Migration permeates Euro film fest
At the press screening for the European Film Festival, cocurator Lesedi Moche stated that she was not interested in using the festival as a vehicle to present a staid Europe that was unaffected by patterns of human migration.
The two films presented on the night, Rungano Nyoni’s I Am Not a Witch and Andrzej Wajda’s Afterimage, seemed to sketch a broad outline of her words as well as the scope of the festival’s programmatic range.
I Am Not a Witch, which picked up the outstanding debut award at this year’s British Academy Film Awards, is set in Zambia and tackles themes of superstition. Polish director Wajda’s swan song tells the story of artist Wladyslaw Strzeminski, a towering figure in Polish art history who was reduced to a pauper by the Stalinist regime.
That two-film sample probably illustrates the idea of what former festival curator Katarina Hedrén described as the “chocolate box” approach: the films range in theme and character but aim to paint a real-time picture of the European zeitgeist, both in terms of filmmaker representation and content.
This year, there are 10 participating European Union member countries, and a film each comes from Austria, Belgium, Spain, the United Kingdom, Sweden, the Netherlands, Belgium, Poland, Denmark and France.
Says Moche: “Having to select films from each country means that you can play around with different themes, but the themes are not so much in content as they are in the directors’ ages and experience. But I would say about 50% deal with immigration as a function of what’s going on in Europe.”
As an entity, the festival moves between cultural agencies every two years. The previous two instalments (inherited from the French Institute) were run by the Goethe-Institut and curated by Hedrén.

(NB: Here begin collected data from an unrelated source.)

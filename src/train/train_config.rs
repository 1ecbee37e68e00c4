use std::path::Path;

use serde::{Serialize, Deserialize};

use crate::error::{NnError, Result};

/// Hyperparameters for one `Trainer::train` run.
///
/// The learning rate itself lives in the `Trainer`, which decays it in place.
///
/// # Fields
/// - `epochs`              — total number of full passes over the training data
/// - `validation_split`    — fraction in `[0, 1]` taken from the **front** of the
///                           data as a validation set; `0` disables validation
/// - `learning_rate_decay` — factor the learning rate is multiplied by after
///                           every epoch, including the last
/// - `check_finite`        — run `Network::detect_nan` after each epoch and
///                           abort on the first non-finite parameter
#[derive(Debug, Clone, PartialEq, Serialize, Deserialize)]
#[serde(default)]
pub struct TrainConfig {
    pub epochs: usize,
    pub validation_split: f64,
    pub learning_rate_decay: f64,
    pub check_finite: bool,
}

impl Default for TrainConfig {
    fn default() -> Self {
        TrainConfig {
            epochs: 3,
            validation_split: 0.2,
            learning_rate_decay: 0.95,
            check_finite: false,
        }
    }
}

impl TrainConfig {
    /// Creates a config for `epochs` epochs with no validation and default decay.
    pub fn new(epochs: usize) -> Self {
        TrainConfig {
            epochs,
            validation_split: 0.0,
            ..TrainConfig::default()
        }
    }

    pub fn validate(&self) -> Result<()> {
        if !(0.0..=1.0).contains(&self.validation_split) {
            return Err(NnError::InvalidConfig(format!(
                "validation_split must be in [0, 1], got {}",
                self.validation_split
            )));
        }
        if !self.learning_rate_decay.is_finite() {
            return Err(NnError::InvalidConfig("learning_rate_decay must be finite".into()));
        }
        Ok(())
    }

    /// Number of leading samples held out for validation out of `n`.
    pub fn validation_len(&self, n: usize) -> usize {
        (n as f64 * self.validation_split) as usize
    }

    /// Deserializes a `TrainConfig` from a JSON file; missing fields take their defaults.
    pub fn load_json<P: AsRef<Path>>(path: P) -> Result<TrainConfig> {
        let file = std::fs::File::open(path)?;
        let config: TrainConfig = serde_json::from_reader(std::io::BufReader::new(file))?;
        config.validate()?;
        Ok(config)
    }
}
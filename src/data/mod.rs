pub mod dataset;
pub mod labeled_csv;

pub use dataset::{one_hot, Dataset};
pub use labeled_csv::{load_labeled_csv, read_labeled_csv};
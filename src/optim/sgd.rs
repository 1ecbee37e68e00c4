use crate::{error::{ensure_len, Result}, math::matrix::Matrix, network::network::Network};

/// Plain stochastic gradient descent with a multiplicative learning-rate decay.
#[derive(Debug, Clone, PartialEq)]
pub struct Sgd {
    pub learning_rate: f64,
}

impl Sgd {
    pub fn new(learning_rate: f64) -> Sgd {
        Sgd { learning_rate }
    }

    /// Applies one update to every layer of `network`:
    /// `weights -= lr · gradients[i]` and `biases[j] -= lr · deltas[i][j]`.
    ///
    /// `deltas` and `gradients` are in forward layer order, as returned by
    /// `Network::backward`.
    pub fn step(&self, network: &mut Network, deltas: &[Vec<f64>], gradients: &[Matrix]) -> Result<()> {
        let layers = network.layers_mut();
        ensure_len("Sgd::step deltas", layers.len(), deltas.len())?;
        ensure_len("Sgd::step gradients", layers.len(), gradients.len())?;
        for ((layer, layer_deltas), layer_grads) in layers.iter_mut().zip(deltas).zip(gradients) {
            layer.apply_gradients(layer_grads, layer_deltas, self.learning_rate)?;
        }
        Ok(())
    }

    /// `learning_rate *= factor`.
    pub fn decay(&mut self, factor: f64) {
        self.learning_rate *= factor;
    }
}

#[cfg(test)]
mod tests {
    use super::*;
    use crate::{activation::ActivationFunction, layers::Layer, loss::LossFunction};
    use approx::assert_abs_diff_eq;

    #[test]
    fn step_moves_every_layer_against_its_gradient() {
        let mut network = Network::new(LossFunction::MeanSquaredError);
        network.add_layer(Layer::from_parts(Matrix::zeros(2, 2), vec![0.0; 2], ActivationFunction::ReLU).unwrap()).unwrap();
        network.add_layer(Layer::from_parts(Matrix::zeros(2, 1), vec![0.0], ActivationFunction::Sigmoid).unwrap()).unwrap();

        let gradients = vec![Matrix::from_fn(2, 2, |i, j| (i + j) as f64), Matrix::from_fn(2, 1, |_, _| -1.0)];
        let deltas = vec![vec![1.0, 2.0], vec![4.0]];
        Sgd::new(0.5).step(&mut network, &deltas, &gradients).unwrap();

        let first = &network.layers()[0];
        assert_eq!(first.weights().data, vec![vec![0.0, -0.5], vec![-0.5, -1.0]]);
        assert_eq!(first.biases(), &[-0.5, -1.0]);
        let second = &network.layers()[1];
        assert_eq!(second.weights().data, vec![vec![0.5], vec![0.5]]);
        assert_eq!(second.biases(), &[-2.0]);
    }

    #[test]
    fn step_rejects_missing_layers() {
        let mut network = Network::new(LossFunction::MeanSquaredError);
        network.add_layer(Layer::from_parts(Matrix::zeros(1, 1), vec![0.0], ActivationFunction::ReLU).unwrap()).unwrap();
        assert!(Sgd::new(0.1).step(&mut network, &[], &[]).is_err());
    }

    #[test]
    fn decay_is_multiplicative() {
        let mut sgd = Sgd::new(0.2);
        sgd.decay(0.5);
        sgd.decay(0.5);
        assert_abs_diff_eq!(sgd.learning_rate, 0.05, epsilon = 1e-15);
    }
}
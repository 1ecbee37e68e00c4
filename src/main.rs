// Trains a digit classifier from label-first CSV files (MNIST CSV export).
//
//   ferrite-mlp <TRAIN_CSV> <TEST_CSV> [--config run.json] [--out model.json] [--seed N]
//
// Log verbosity follows RUST_LOG (default: info).
use std::path::PathBuf;
use std::process::ExitCode;

use clap::Parser;
use rand::{rngs::StdRng, SeedableRng};
use serde::Deserialize;
use tracing::{error, info};
use tracing_subscriber::EnvFilter;

use ferrite_mlp::{
    data::load_labeled_csv, ConsoleProgress, NetworkSpec, Result, TrainConfig, Trainer,
};

const N_CLASSES: usize = 10;

/// Everything a run needs besides the data. Missing fields take the defaults
/// of the reference digit run: 784-128-64-10, lr 0.01, 3 epochs, 20% validation.
#[derive(Debug, Deserialize)]
#[serde(default)]
struct RunConfig {
    network: NetworkSpec,
    learning_rate: f64,
    training: TrainConfig,
}

impl Default for RunConfig {
    fn default() -> Self {
        RunConfig {
            network: NetworkSpec::digits(),
            learning_rate: 0.01,
            training: TrainConfig::default(),
        }
    }
}

#[derive(Parser, Debug)]
#[command(name = "ferrite-mlp")]
#[command(about = "Train a digit classifier from label-first CSV files", long_about = None)]
struct Cli {
    /// Training set (label, then pixel values 0-255)
    train_csv: PathBuf,

    /// Test set, same layout as the training set
    test_csv: PathBuf,

    /// Run configuration JSON (network, learning_rate, training)
    #[arg(long)]
    config: Option<PathBuf>,

    /// Where the trained model is written
    #[arg(long, default_value = "model.json")]
    out: PathBuf,

    /// Seed for weight initialisation; random if omitted
    #[arg(long)]
    seed: Option<u64>,
}

fn load_run_config(path: Option<&PathBuf>) -> Result<RunConfig> {
    let Some(path) = path else {
        return Ok(RunConfig::default());
    };
    let file = std::fs::File::open(path)?;
    let config: RunConfig = serde_json::from_reader(std::io::BufReader::new(file))?;
    config.training.validate()?;
    Ok(config)
}

fn run(args: Cli) -> Result<()> {
    let config = load_run_config(args.config.as_ref())?;

    let mut rng = match args.seed {
        Some(seed) => StdRng::seed_from_u64(seed),
        None => StdRng::from_entropy(),
    };

    info!("reading training data");
    let train = load_labeled_csv(&args.train_csv, N_CLASSES)?;

    let network = config.network.build(&mut rng)?;
    let mut trainer = Trainer::new(network, config.learning_rate);
    trainer.train(&train.inputs, &train.targets, &config.training, &mut ConsoleProgress)?;

    info!("reading test data");
    let test = load_labeled_csv(&args.test_csv, N_CLASSES)?;
    let accuracy = trainer.test(&test.inputs, &test.targets)?;
    println!("Test accuracy: {:.5}%", accuracy * 100.0);

    trainer.into_network().save_json(&args.out)?;
    Ok(())
}

fn main() -> ExitCode {
    let cli = Cli::parse();

    tracing_subscriber::fmt()
        .with_env_filter(EnvFilter::try_from_default_env().unwrap_or_else(|_| EnvFilter::new("info")))
        .init();

    match run(cli) {
        Ok(()) => ExitCode::SUCCESS,
        Err(e) => {
            error!("{e}");
            ExitCode::FAILURE
        }
    }
}
use tracing::{debug, info, warn};

use crate::{
    error::Result,
    network::network::Network,
    optim::sgd::Sgd,
    train::{
        events::TrainObserver,
        loop_fn::{accuracy, check_pairs, check_widths, run_one_epoch},
        train_config::TrainConfig,
    },
};

/// Drives online stochastic gradient descent over a network it owns.
///
/// The learning rate is state: every epoch of `train` decays it in place,
/// and the decayed value carries over to later `train` calls.
#[derive(Debug, Clone)]
pub struct Trainer {
    network: Network,
    optimizer: Sgd,
}

impl Trainer {
    pub fn new(network: Network, learning_rate: f64) -> Trainer {
        Trainer { network, optimizer: Sgd::new(learning_rate) }
    }

    pub fn network(&self) -> &Network {
        &self.network
    }

    /// Hands the trained network back, e.g. for persistence.
    pub fn into_network(self) -> Network {
        self.network
    }

    /// Current (decayed) learning rate.
    pub fn learning_rate(&self) -> f64 {
        self.optimizer.learning_rate
    }

    /// Trains on `inputs`/`targets` for `config.epochs` epochs.
    ///
    /// The first `floor(len · validation_split)` samples are held out for
    /// validation and never used for updates; the rest are visited in order,
    /// one update per sample. No shuffling is done. An empty training set
    /// (no data, or `validation_split = 1`) still runs every epoch: nothing is
    /// updated but the learning rate decays.
    ///
    /// Per epoch the observer gets one progress event per sample and, when a
    /// validation split is set, the validation accuracy. The learning rate is
    /// multiplied by `learning_rate_decay` at the end of every epoch.
    ///
    /// Every input and target must match the network's input and output
    /// widths; this is checked before the first update.
    ///
    /// NaN or infinite parameters are not trapped unless `config.check_finite`
    /// is set, in which case training stops with `NumericalInstability`.
    pub fn train<O: TrainObserver + ?Sized>(
        &mut self,
        inputs: &[Vec<f64>],
        targets: &[Vec<f64>],
        config: &TrainConfig,
        observer: &mut O,
    ) -> Result<()> {
        config.validate()?;
        check_pairs(inputs, targets)?;
        check_widths(&self.network, inputs, targets)?;

        let n_val = config.validation_len(inputs.len());
        let (val_inputs, train_inputs) = inputs.split_at(n_val);
        let (val_targets, train_targets) = targets.split_at(n_val);
        if train_inputs.is_empty() {
            warn!("no training samples; epochs will only decay the learning rate");
        }
        info!(
            train = train_inputs.len(),
            validation = val_inputs.len(),
            epochs = config.epochs,
            learning_rate = self.optimizer.learning_rate,
            "starting training"
        );

        for epoch in 0..config.epochs {
            let mean_loss = run_one_epoch(
                &mut self.network,
                &self.optimizer,
                train_inputs,
                train_targets,
                epoch,
                &mut *observer,
            )?;

            if config.validation_split != 0.0 && !val_inputs.is_empty() {
                let val_accuracy = self.test(val_inputs, val_targets)?;
                observer.on_accuracy(epoch, val_accuracy);
                info!(epoch = epoch + 1, mean_loss, val_accuracy, "epoch complete");
            } else {
                info!(epoch = epoch + 1, mean_loss, "epoch complete");
            }

            if config.check_finite {
                self.network.detect_nan()?;
            }

            self.optimizer.decay(config.learning_rate_decay);
            debug!(epoch = epoch + 1, learning_rate = self.optimizer.learning_rate, "decayed learning rate");
        }

        Ok(())
    }

    /// Loss of the current prediction for `input` against `target`.
    pub fn evaluate(&self, input: &[f64], target: &[f64]) -> Result<f64> {
        let output = self.network.predict(input)?;
        self.network.loss().apply(target, &output)
    }

    /// Classification accuracy in `[0, 1]`: the fraction of samples where
    /// `argmax(predict(x)) == argmax(y)`.
    pub fn test(&self, inputs: &[Vec<f64>], targets: &[Vec<f64>]) -> Result<f64> {
        accuracy(&self.network, inputs, targets)
    }
}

“It is good for the festival to move around like that, because different institutions have different institutional cultures,” says Hedrén. “It prevents the festival from being stale.”
She says her approach while at the helm was to aim for a certain level of diversity: “Not only diversity in people but diversity in genre too. We were showing documentaries and children’s movies, movies by queer filmmakers and women filmmakers. We were trying to deal with Europe through as many different angles and aspects as possible.
“I was not interested in films that were glorifying Europe or fell short of that example, but you adapt to the parameters that you are presented with.”
Like Hedrén, Moche has a multicultural background, which she says fed into her sensibilities as a curator. “I wanted films that show the diversity in the characters of Europe … that there are immigrants who have built lives in this place,” she said.
“Their children become of that place. But when do you become a national instead of hyphenated? It’s an important conversation to have, even for oneself, because I was born in Europe to South African parents but I don’t consider myself European — I am South African. But it is always a question of where you are from and the response of that has to always be hyphenated into a thing.
“It’s a conversation that is taking place in the world of [United States President Donald] Trump. I mean, Italy is about to go through its own crisis because they voted in a right-wing government and the president was, like, ‘no’ [to immigrants]. Which then makes democracy a crazy thing, because it was a democratic vote.”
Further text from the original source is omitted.